84. Some of the assessments made by HMRC were more than 4 years after the end of the accounting period to which they related: but none of them were more than six years after the end of the accounting period (as HMRC discharged the assessments raised on gift aid claims made in 2004). The question, in so far as the assessments were in respect of accounting periods which ended more than 4 years but less than 6 years before the date of the assessment, was whether the company or a related person had been careless. HMRC did not allege that Siri’s conduct was deliberate.
85. We consider that the acts of Mr Mgbeojikwe and Dr Ogefere, as directors and trustees of Siri, are the actions of the company. In any event, they were both “related persons” according to the definition in paragraph 46(2b)(a) as they were both “a person acting on behalf of the company”.
86. It was Siri’s case that they were not careless as it was reasonable to rely on a professional such as Mr Davidson to carry out the fundraising. Their case as they put it was that “the Charity lost revenue as a result of relying on a professional accountant as a professional fundraising manager”.
87. However, the point at issue in respect of the gift aid claims for 2005 and 2006, is whether the invalid claims were made carelessly; and in respect of the invalid claim for corporation tax relief on donations from other charities in the year 2006, whether that claim was made carelessly.
88. We consider that “carelessly” means that someone has failed to take reasonable care. It is the opinion of the Tribunal that the decision of Mr Mgebeojikwe to sign the gift aid forms knowing that there was (as he put it) no money on the table was at the very least careless. Siri’s gift aid claims made in respect of donations that were never made was at the very least careless, as (at the least) it was unreasonable to believe that Mr Davidson had collected and held on to approximately £900,000, without making any attempt to verify this information.

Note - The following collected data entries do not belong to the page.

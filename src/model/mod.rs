//! Domain model: typed PROV nodes and the traces between them

mod kinds;
mod node;
mod trace;


pub use kinds::{ActivityType, ArtefactType, EntityKind, Specifier, ToolType};
pub use node::{format_time, Activity, Agent, Artefact, LoadError, PropertyMap, Tool, TrNode};
pub use trace::Trace;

89. With respect to Siri’s case that it was reasonable to rely on Mr Davidson, we reject this. Neither Siri nor an officer of Siri can pass on its own obligations to a third person. Mr Davidson prepared gift aid claims forms for donations which did not exist. Siri was not a victim but the beneficiary of these incorrect claims as it received the repayments from HMRC. It cannot blame Mr Davidson: Mr Davidson must have known the claims were false but the officers of Siri also knew or ought to have known this.

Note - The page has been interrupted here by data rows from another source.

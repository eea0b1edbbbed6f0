//! Higher-level queries over the store
//!
//! The store only answers property-match and single-hop trace requests.
//! Everything else is done locally: keep the nodes whose URI appears at the
//! right end of the right traces, then sort them by subtype.

use super::TraceClient;
use crate::codec::DecodedGraph;
use crate::error::TraceResult;
use crate::model::{Activity, ActivityType, Agent, Artefact, ArtefactType, Tool, ToolType};
use crate::vocab::{self, keys, keys::prov};
use serde::Serialize;
use std::collections::HashSet;

/// Everything recorded about one simulation run
#[derive(Debug, Clone, Default, PartialEq, Serialize)]
pub struct SimulationDetails {
    pub simulation: Option<Activity>,
    pub fmus: Vec<Artefact>,
    pub mm_config: Option<Artefact>,
    pub simulation_config: Option<Artefact>,
    pub engine: Option<Tool>,
    pub agent: Option<Agent>,
    pub result: Option<Artefact>,
}

/// Normalize a node URI to the compact form decoded graphs use
fn compact_uri(uri: &str) -> String {
    vocab::compact_id(&vocab::expand(uri))
}

fn objects_from<'a>(graph: &'a DecodedGraph, subject: &str, predicate: &str) -> HashSet<&'a str> {
    graph
        .traces
        .iter()
        .filter(|t| t.is_from(subject, predicate))
        .map(|t| t.object.as_str())
        .collect()
}

fn subjects_to<'a>(graph: &'a DecodedGraph, object: &str, predicate: &str) -> HashSet<&'a str> {
    graph
        .traces
        .iter()
        .filter(|t| t.is_to(object, predicate))
        .map(|t| t.subject.as_str())
        .collect()
}

/// Sort a decoded neighbourhood of `simulation` into its parts.
///
/// Inputs are the artefacts and tools the simulation `used`; the agent is
/// whoever it `wasAssociatedWith`; the result is the artefact that
/// `wasGeneratedBy` it. Slots with nothing matching stay empty.
pub fn partition_simulation(simulation: &str, graph: &DecodedGraph) -> SimulationDetails {
    let simulation = compact_uri(simulation);
    let used = &objects_from(graph, &simulation, prov::USED);
    let associated = objects_from(graph, &simulation, prov::WAS_ASSOCIATED_WITH);
    let generated = subjects_to(graph, &simulation, prov::WAS_GENERATED_BY);

    let inputs = |kind: ArtefactType| {
        graph
            .artefacts()
            .filter(move |a| a.artefact_type == kind && used.contains(a.uri.as_str()))
            .cloned()
    };

    SimulationDetails {
        simulation: graph.activities().find(|a| a.uri == simulation).cloned(),
        fmus: inputs(ArtefactType::Fmu).collect(),
        mm_config: inputs(ArtefactType::MultiModelConfig).next(),
        simulation_config: inputs(ArtefactType::SimulationConfig).next(),
        engine: graph
            .tools()
            .find(|t| {
                t.tool_type == ToolType::CoSimulationEngine
                    && (used.contains(t.uri.as_str()) || associated.contains(t.uri.as_str()))
            })
            .cloned(),
        agent: graph
            .agents()
            .find(|a| associated.contains(a.uri.as_str()))
            .cloned(),
        result: graph
            .artefacts()
            .find(|a| a.artefact_type == ArtefactType::SimulationResult && generated.contains(a.uri.as_str()))
            .cloned(),
    }
}

impl TraceClient {
    /// Simulation activities recorded for this client's project
    pub async fn get_simulations(&self) -> TraceResult<Vec<Activity>> {
        let project = vocab::expand(&self.project().uri());
        let graph = self
            .get(
                &["nodes"],
                &[
                    ("projectId", project.as_str()),
                    (keys::intocps::ACTIVITY_TYPE, keys::activity_type::SIMULATION),
                ],
            )
            .await?;
        Ok(graph
            .activities()
            .filter(|a| a.activity_type == ActivityType::Simulation)
            .cloned()
            .collect())
    }

    /// FMUs the simulation `used`
    pub async fn get_fmus_in_simulation(&self, simulation: &str) -> TraceResult<Vec<Artefact>> {
        let simulation = compact_uri(simulation);
        let graph = self
            .get(&["traces", prov::USED, "from", simulation.as_str()], &[])
            .await?;
        let used = objects_from(&graph, &simulation, prov::USED);
        Ok(graph
            .artefacts()
            .filter(|a| a.artefact_type == ArtefactType::Fmu && used.contains(a.uri.as_str()))
            .cloned()
            .collect())
    }

    /// Simulations that `used` the FMU
    pub async fn get_simulations_with_fmu(&self, fmu: &str) -> TraceResult<Vec<Activity>> {
        let fmu = compact_uri(fmu);
        let graph = self.get(&["traces", prov::USED, "to", fmu.as_str()], &[]).await?;
        let users = subjects_to(&graph, &fmu, prov::USED);
        Ok(graph
            .activities()
            .filter(|a| a.activity_type == ActivityType::Simulation && users.contains(a.uri.as_str()))
            .cloned()
            .collect())
    }

    /// Fetch the simulation's neighbourhood with three concurrent requests
    /// and partition it. The first failing request fails the whole call.
    pub async fn get_simulation_details(&self, simulation: &str) -> TraceResult<SimulationDetails> {
        let simulation = compact_uri(simulation);
        let sim = simulation.as_str();

        let generated_by = ["traces", prov::WAS_GENERATED_BY, "to", sim];
        let used_from = ["traces", prov::USED, "from", sim];
        let associated_from = ["traces", prov::WAS_ASSOCIATED_WITH, "from", sim];
        let (generated, used, associated) = tokio::try_join!(
            self.get(&generated_by, &[]),
            self.get(&used_from, &[]),
            self.get(&associated_from, &[]),
        )?;

        let mut graph = generated;
        graph.merge(used);
        graph.merge(associated);
        Ok(partition_simulation(sim, &graph))
    }
}

#[cfg(test)]
mod tests {
    use super::*;
    use crate::model::{Trace, TrNode};
    use chrono::{TimeZone, Utc};

    fn sim() -> Activity {
        Activity::simulation(Utc.with_ymd_and_hms(2024, 3, 1, 12, 0, 0).unwrap())
    }

    fn graph_with(nodes: Vec<TrNode>, traces: Vec<Trace>) -> DecodedGraph {
        DecodedGraph {
            nodes,
            traces,
            warnings: Vec::new(),
        }
    }

    #[test]
    fn partition_groups_by_trace_and_subtype() {
        let sim = sim();
        let fmu_a = Artefact::new(ArtefactType::Fmu, "a.fmu", "a");
        let fmu_b = Artefact::new(ArtefactType::Fmu, "b.fmu", "b");
        let mm = Artefact::new(ArtefactType::MultiModelConfig, "mm.json", "m");
        let coe = Tool::coe("coe", "1.0");
        let agent = Agent::new("T", "t@example.com");

        let graph = graph_with(
            vec![
                sim.clone().into(),
                fmu_a.clone().into(),
                fmu_b.clone().into(),
                mm.clone().into(),
                coe.clone().into(),
                agent.clone().into(),
            ],
            vec![
                Trace::new(&sim.uri, prov::USED, &fmu_a.uri),
                Trace::new(&sim.uri, prov::USED, &fmu_b.uri),
                Trace::new(&sim.uri, prov::USED, &mm.uri),
                Trace::new(&sim.uri, prov::USED, &coe.uri),
                Trace::new(&sim.uri, prov::WAS_ASSOCIATED_WITH, &agent.uri),
            ],
        );

        let details = partition_simulation(&sim.uri, &graph);
        assert_eq!(details.simulation, Some(sim));
        assert_eq!(details.fmus.len(), 2);
        assert_eq!(details.mm_config, Some(mm));
        assert_eq!(details.engine, Some(coe));
        assert_eq!(details.agent, Some(agent));
        assert_eq!(details.simulation_config, None);
        assert_eq!(details.result, None);
    }

    #[test]
    fn partition_ignores_nodes_not_linked_to_the_simulation() {
        let sim = sim();
        let stray = Artefact::new(ArtefactType::Fmu, "c.fmu", "c");
        let result = Artefact::new(ArtefactType::SimulationResult, "out.csv", "r");
        let graph = graph_with(
            vec![stray.into(), result.clone().into()],
            vec![Trace::new(&result.uri, prov::WAS_GENERATED_BY, &sim.uri)],
        );

        let details = partition_simulation(&sim.uri, &graph);
        assert!(details.fmus.is_empty());
        assert_eq!(details.result, Some(result));
        assert_eq!(details.simulation, None);
    }

    #[test]
    fn partition_accepts_expanded_uri() {
        let sim = sim();
        let graph = graph_with(vec![sim.clone().into()], Vec::new());
        let details = partition_simulation(&vocab::expand(&sim.uri), &graph);
        assert_eq!(details.simulation, Some(sim));
    }
}
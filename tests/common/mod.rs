//! Shared fixtures for the integration tests
//!
//! A throwaway project directory with known file hashes, and helpers that
//! turn typed nodes into the JSON-LD bodies a store would answer with.

#![allow(dead_code)]

use chrono::{TimeZone, Utc};
use intocps_traceability::{
    Activity, Agent, Artefact, ArtefactType, FixedOracle, ProjectContext, Tool, Trace,
    TraceMessageBuilder, TrNode,
};
use serde_json::Value;
use std::path::PathBuf;
use tempfile::TempDir;

pub const USER_NAME: &str = "T";
pub const USER_EMAIL: &str = "t@example.com";

/// A project rooted in a temporary directory
pub struct Workspace {
    pub dir: TempDir,
    pub project: ProjectContext,
}

impl Workspace {
    pub fn new() -> Self {
        let dir = tempfile::tempdir().expect("temp dir");
        let project = ProjectContext::new("p1", dir.path(), "demo");
        Self { dir, project }
    }

    pub fn path(&self, relative: &str) -> PathBuf {
        self.project.resolve(relative)
    }

    /// Oracle answering for the standard fixture files
    pub fn oracle(&self) -> FixedOracle {
        FixedOracle::new(user())
            .with_hash(self.path("FMUs/tank.fmu"), "h-tank")
            .with_hash(self.path("FMUs/controller.fmu"), "h-ctrl")
            .with_hash(self.path("Multi-models/mm/mm.json"), "h-mm")
            .with_hash(self.path("Multi-models/mm/co-sim/coe.json"), "h-coe")
            .with_hash(self.path("Multi-models/mm/co-sim/outputs.csv"), "h-out")
    }
}

pub fn user() -> Agent {
    Agent::new(USER_NAME, USER_EMAIL)
}

pub fn fixed_simulation() -> Activity {
    Activity::simulation(Utc.with_ymd_and_hms(2024, 3, 1, 12, 30, 0).unwrap())
}

/// The neighbourhood of one recorded simulation
pub struct SimulationFixture {
    pub simulation: Activity,
    pub fmus: Vec<Artefact>,
    pub mm: Artefact,
    pub sim_config: Artefact,
    pub engine: Tool,
    pub agent: Agent,
    pub result: Artefact,
}

impl SimulationFixture {
    pub fn new() -> Self {
        Self {
            simulation: fixed_simulation(),
            fmus: vec![
                Artefact::new(ArtefactType::Fmu, "FMUs/tank.fmu", "h-tank"),
                Artefact::new(ArtefactType::Fmu, "FMUs/controller.fmu", "h-ctrl"),
            ],
            mm: Artefact::new(ArtefactType::MultiModelConfig, "Multi-models/mm/mm.json", "h-mm"),
            sim_config: Artefact::new(
                ArtefactType::SimulationConfig,
                "Multi-models/mm/co-sim/coe.json",
                "h-coe",
            ),
            engine: Tool::coe("coe", "1.0.10"),
            agent: user(),
            result: Artefact::new(
                ArtefactType::SimulationResult,
                "Multi-models/mm/co-sim/outputs.csv",
                "h-out",
            ),
        }
    }

    /// Nodes and traces the simulation `used`
    pub fn used(&self) -> (Vec<TrNode>, Vec<Trace>) {
        let mut nodes: Vec<TrNode> = vec![self.simulation.clone().into()];
        let mut inputs: Vec<TrNode> = self.fmus.iter().cloned().map(TrNode::from).collect();
        inputs.push(self.mm.clone().into());
        inputs.push(self.sim_config.clone().into());
        inputs.push(self.engine.clone().into());

        let traces = inputs
            .iter()
            .map(|n| Trace::new(&self.simulation.uri, "prov:used", n.uri()))
            .collect();
        nodes.extend(inputs);
        (nodes, traces)
    }

    pub fn associated(&self) -> (Vec<TrNode>, Vec<Trace>) {
        (
            vec![self.simulation.clone().into(), self.agent.clone().into()],
            vec![Trace::new(&self.simulation.uri, "prov:wasAssociatedWith", &self.agent.uri)],
        )
    }

    pub fn generated(&self) -> (Vec<TrNode>, Vec<Trace>) {
        (
            vec![self.result.clone().into()],
            vec![Trace::new(&self.result.uri, "prov:wasGeneratedBy", &self.simulation.uri)],
        )
    }
}

/// Compacted JSON-LD for a set of nodes and traces, as a store would
/// return it
pub fn store_document(project: &ProjectContext, nodes: &[TrNode], traces: &[Trace]) -> Value {
    let mut builder = TraceMessageBuilder::new(project.clone());
    for node in nodes {
        builder.add_node(node).expect("fixture node");
    }
    for trace in traces {
        builder.add_trace(trace).expect("fixture trace");
    }
    builder.finish().expect("fixture document")
}

/// Shorthand for [`store_document`] over a `(nodes, traces)` pair
pub fn store_body(project: &ProjectContext, part: (Vec<TrNode>, Vec<Trace>)) -> Value {
    store_document(project, &part.0, &part.1)
}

90. With respect to the corporation tax relief on donations, claimed by Dr Ogefere in the tax returns, we find that such behaviour is at the very least careless. We have found as a matter fact that none of the charity’s expenditure was for charitable purposes and Dr Ogefere must have or ought to have known that fact as he was a trustee and company secretary of Siri. His actions in claiming relief were therefore (at the least) careless.
91. In summary we uphold all the assessments against Siri in their entirety and dismiss the appeal.

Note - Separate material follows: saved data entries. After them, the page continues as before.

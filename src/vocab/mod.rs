//! Context table: the fixed mapping between short terms, `prefix:` names
//! and full IRIs.
//!
//! Both directions are total. A string that matches nothing in the table
//! passes through unchanged, so unknown vocabulary coming back from the
//! store survives a decode instead of failing it.

pub mod keys;

use serde_json::{Map, Value};

/// Short term → IRI
pub const TERMS: &[(&str, &str)] = &[
    ("name", "https://schema.org/name"),
    ("email", "https://schema.org/email"),
    ("hash", "https://schema.org/sha256"),
    ("time", "https://schema.org/DateTime"),
    ("type", "http://www.w3.org/1999/02/22-rdf-syntax-ns#type"),
    ("path", "http://into-cps.org/ns#Path"),
    ("version", "http://into-cps.org/ns#Version"),
];

/// Prefix → IRI base
pub const PREFIXES: &[(&str, &str)] = &[
    ("rdf", "http://www.w3.org/1999/02/22-rdf-syntax-ns#"),
    ("prov", "http://www.w3.org/ns/prov#"),
    ("intocps", "http://into-cps.org/ns#"),
];

pub const RDF_TYPE: &str = "http://www.w3.org/1999/02/22-rdf-syntax-ns#type";

/// Expand a term or `prefix:suffix` string to a full IRI.
///
/// Exact term matches win over prefix substitution. Anything else is
/// assumed to already be absolute and is returned as-is.
pub fn expand(value: &str) -> String {
    if let Some((_, iri)) = TERMS.iter().find(|(term, _)| *term == value) {
        return (*iri).to_string();
    }

    if let Some((prefix, suffix)) = value.split_once(':') {
        if let Some((_, base)) = PREFIXES.iter().find(|(p, _)| *p == prefix) {
            return format!("{}{}", base, suffix);
        }
    }

    value.to_string()
}

/// Compact a full IRI to its term or `prefix:suffix` form.
pub fn compact(iri: &str) -> String {
    if let Some((term, _)) = TERMS.iter().find(|(_, full)| *full == iri) {
        return (*term).to_string();
    }
    compact_id(iri)
}

/// Prefix-only compaction. Used where terms must not apply, such as
/// `@id` values in a compacted JSON-LD document.
pub fn compact_id(iri: &str) -> String {
    let best = PREFIXES
        .iter()
        .filter(|(_, base)| iri.starts_with(base))
        .max_by_key(|(_, base)| base.len());

    match best {
        Some((prefix, base)) => format!("{}:{}", prefix, &iri[base.len()..]),
        None => iri.to_string(),
    }
}

/// The `@context` object sent with every compacted document.
pub fn jsonld_context() -> Value {
    let mut ctx = Map::new();
    for (prefix, base) in PREFIXES {
        ctx.insert((*prefix).to_string(), Value::String((*base).to_string()));
    }
    for (term, iri) in TERMS {
        ctx.insert((*term).to_string(), Value::String((*iri).to_string()));
    }
    Value::Object(ctx)
}
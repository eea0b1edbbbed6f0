//! Discriminators: PROV specifiers and the INTO-CPS type vocabularies

use crate::vocab::keys::{activity_type, artefact_type, entity_type, prov, tool_type};
use serde::{Deserialize, Serialize};

/// Implements `as_str`, `local_name`, `Display` and `FromStr` for an enum
/// whose variants map one-to-one onto compact vocabulary terms.
macro_rules! vocab_enum {
    ($name:ident, $what:literal, { $($variant:ident => $term:path),+ $(,)? }) => {
        impl $name {
            /// Compact vocabulary term for this value
            pub fn as_str(&self) -> &'static str {
                match self {
                    $(Self::$variant => $term,)+
                }
            }

            /// Term without its `prefix:`; used when minting URIs
            pub fn local_name(&self) -> &'static str {
                let term = self.as_str();
                term.split_once(':').map(|(_, local)| local).unwrap_or(term)
            }
        }

        impl std::fmt::Display for $name {
            fn fmt(&self, f: &mut std::fmt::Formatter<'_>) -> std::fmt::Result {
                f.write_str(self.as_str())
            }
        }

        impl std::str::FromStr for $name {
            type Err = String;
            fn from_str(s: &str) -> Result<Self, Self::Err> {
                match s {
                    $(x if x == $term => Ok(Self::$variant),)+
                    _ => Err(format!(concat!("unknown ", $what, ": {}"), s)),
                }
            }
        }
    };
}

/// The PROV class of a node (its `rdf:type`)
#[derive(Debug, Clone, Copy, PartialEq, Eq, Hash, Serialize, Deserialize)]
pub enum Specifier {
    #[serde(rename = "prov:Agent")]
    Agent,
    #[serde(rename = "prov:Activity")]
    Activity,
    #[serde(rename = "prov:Entity")]
    Entity,
}

vocab_enum!(Specifier, "specifier", {
    Agent => prov::AGENT,
    Activity => prov::ACTIVITY,
    Entity => prov::ENTITY,
});

/// Which kind of `prov:Entity` a node is (`intocps:EntityType`)
#[derive(Debug, Clone, Copy, PartialEq, Eq, Hash, Serialize, Deserialize)]
pub enum EntityKind {
    #[serde(rename = "intocps:Artefact")]
    Artefact,
    #[serde(rename = "intocps:Tool")]
    Tool,
    #[serde(rename = "intocps:Project")]
    Project,
}

vocab_enum!(EntityKind, "entity type", {
    Artefact => entity_type::ARTEFACT,
    Tool => entity_type::TOOL,
    Project => entity_type::PROJECT,
});

/// Engineering activity recorded in the graph
#[derive(Debug, Clone, Copy, PartialEq, Eq, Hash, Serialize, Deserialize)]
pub enum ActivityType {
    #[serde(rename = "intocps:modelCreation")]
    ModelCreation,
    #[serde(rename = "intocps:simulationConfigurationCreation")]
    SimulationConfigCreation,
    #[serde(rename = "intocps:simulation")]
    Simulation,
}

vocab_enum!(ActivityType, "activity type", {
    ModelCreation => activity_type::MODEL_CREATION,
    SimulationConfigCreation => activity_type::SIMULATION_CONFIG_CREATION,
    Simulation => activity_type::SIMULATION,
});

/// File-based engineering asset kinds
#[derive(Debug, Clone, Copy, PartialEq, Eq, Hash, Serialize, Deserialize)]
pub enum ArtefactType {
    #[serde(rename = "intocps:fmu")]
    Fmu,
    #[serde(rename = "intocps:multiModelConfiguration")]
    MultiModelConfig,
    #[serde(rename = "intocps:simulationConfiguration")]
    SimulationConfig,
    #[serde(rename = "intocps:simulationResult")]
    SimulationResult,
}

vocab_enum!(ArtefactType, "artefact type", {
    Fmu => artefact_type::FMU,
    MultiModelConfig => artefact_type::MULTI_MODEL_CONFIG,
    SimulationConfig => artefact_type::SIMULATION_CONFIG,
    SimulationResult => artefact_type::SIMULATION_RESULT,
});

/// Software tool kinds
#[derive(Debug, Clone, Copy, PartialEq, Eq, Hash, Serialize, Deserialize)]
pub enum ToolType {
    #[serde(rename = "intocps:softwareTool")]
    Software,
    #[serde(rename = "intocps:coSimulationEngine")]
    CoSimulationEngine,
}

vocab_enum!(ToolType, "tool type", {
    Software => tool_type::SOFTWARE,
    CoSimulationEngine => tool_type::CO_SIMULATION_ENGINE,
});
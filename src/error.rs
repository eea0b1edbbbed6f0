//! Crate-wide error type

use crate::rdf::RdfError;
use thiserror::Error;

/// Errors that can occur in traceability operations
#[derive(Debug, Error)]
pub enum TraceError {
    #[error(transparent)]
    Rdf(#[from] RdfError),

    #[error("JSON error: {0}")]
    Json(#[from] serde_json::Error),

    #[error("IO error: {0}")]
    Io(#[from] std::io::Error),

    #[error("request to {url} failed with status {status}")]
    Status { status: u16, url: String },

    #[error("transport error: {0}")]
    Transport(String),

    #[error("invalid URL: {0}")]
    InvalidUrl(String),

    #[error("identity oracle error: {0}")]
    Oracle(String),

    #[error("config error: {0}")]
    Config(String),
}

impl TraceError {
    /// HTTP status carried by the error, if it came from a response
    pub fn status(&self) -> Option<u16> {
        match self {
            Self::Status { status, .. } => Some(*status),
            _ => None,
        }
    }
}

/// Result type for traceability operations
pub type TraceResult<T> = Result<T, TraceError>;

92. This document contains full findings of fact and reasons for the decision. Any party dissatisfied with this decision has a right to apply for permission to appeal against it pursuant to Rule 39 of the Tribunal Procedure (First-tier Tribunal) (Tax Chamber) Rules 2009. The application must be received by this Tribunal not later than 56 days after this decision is sent to that party. The parties are referred to “Guidance to accompany a Decision from the First-tier Tribunal (Tax Chamber)” which accompanies and forms part of this decision notice.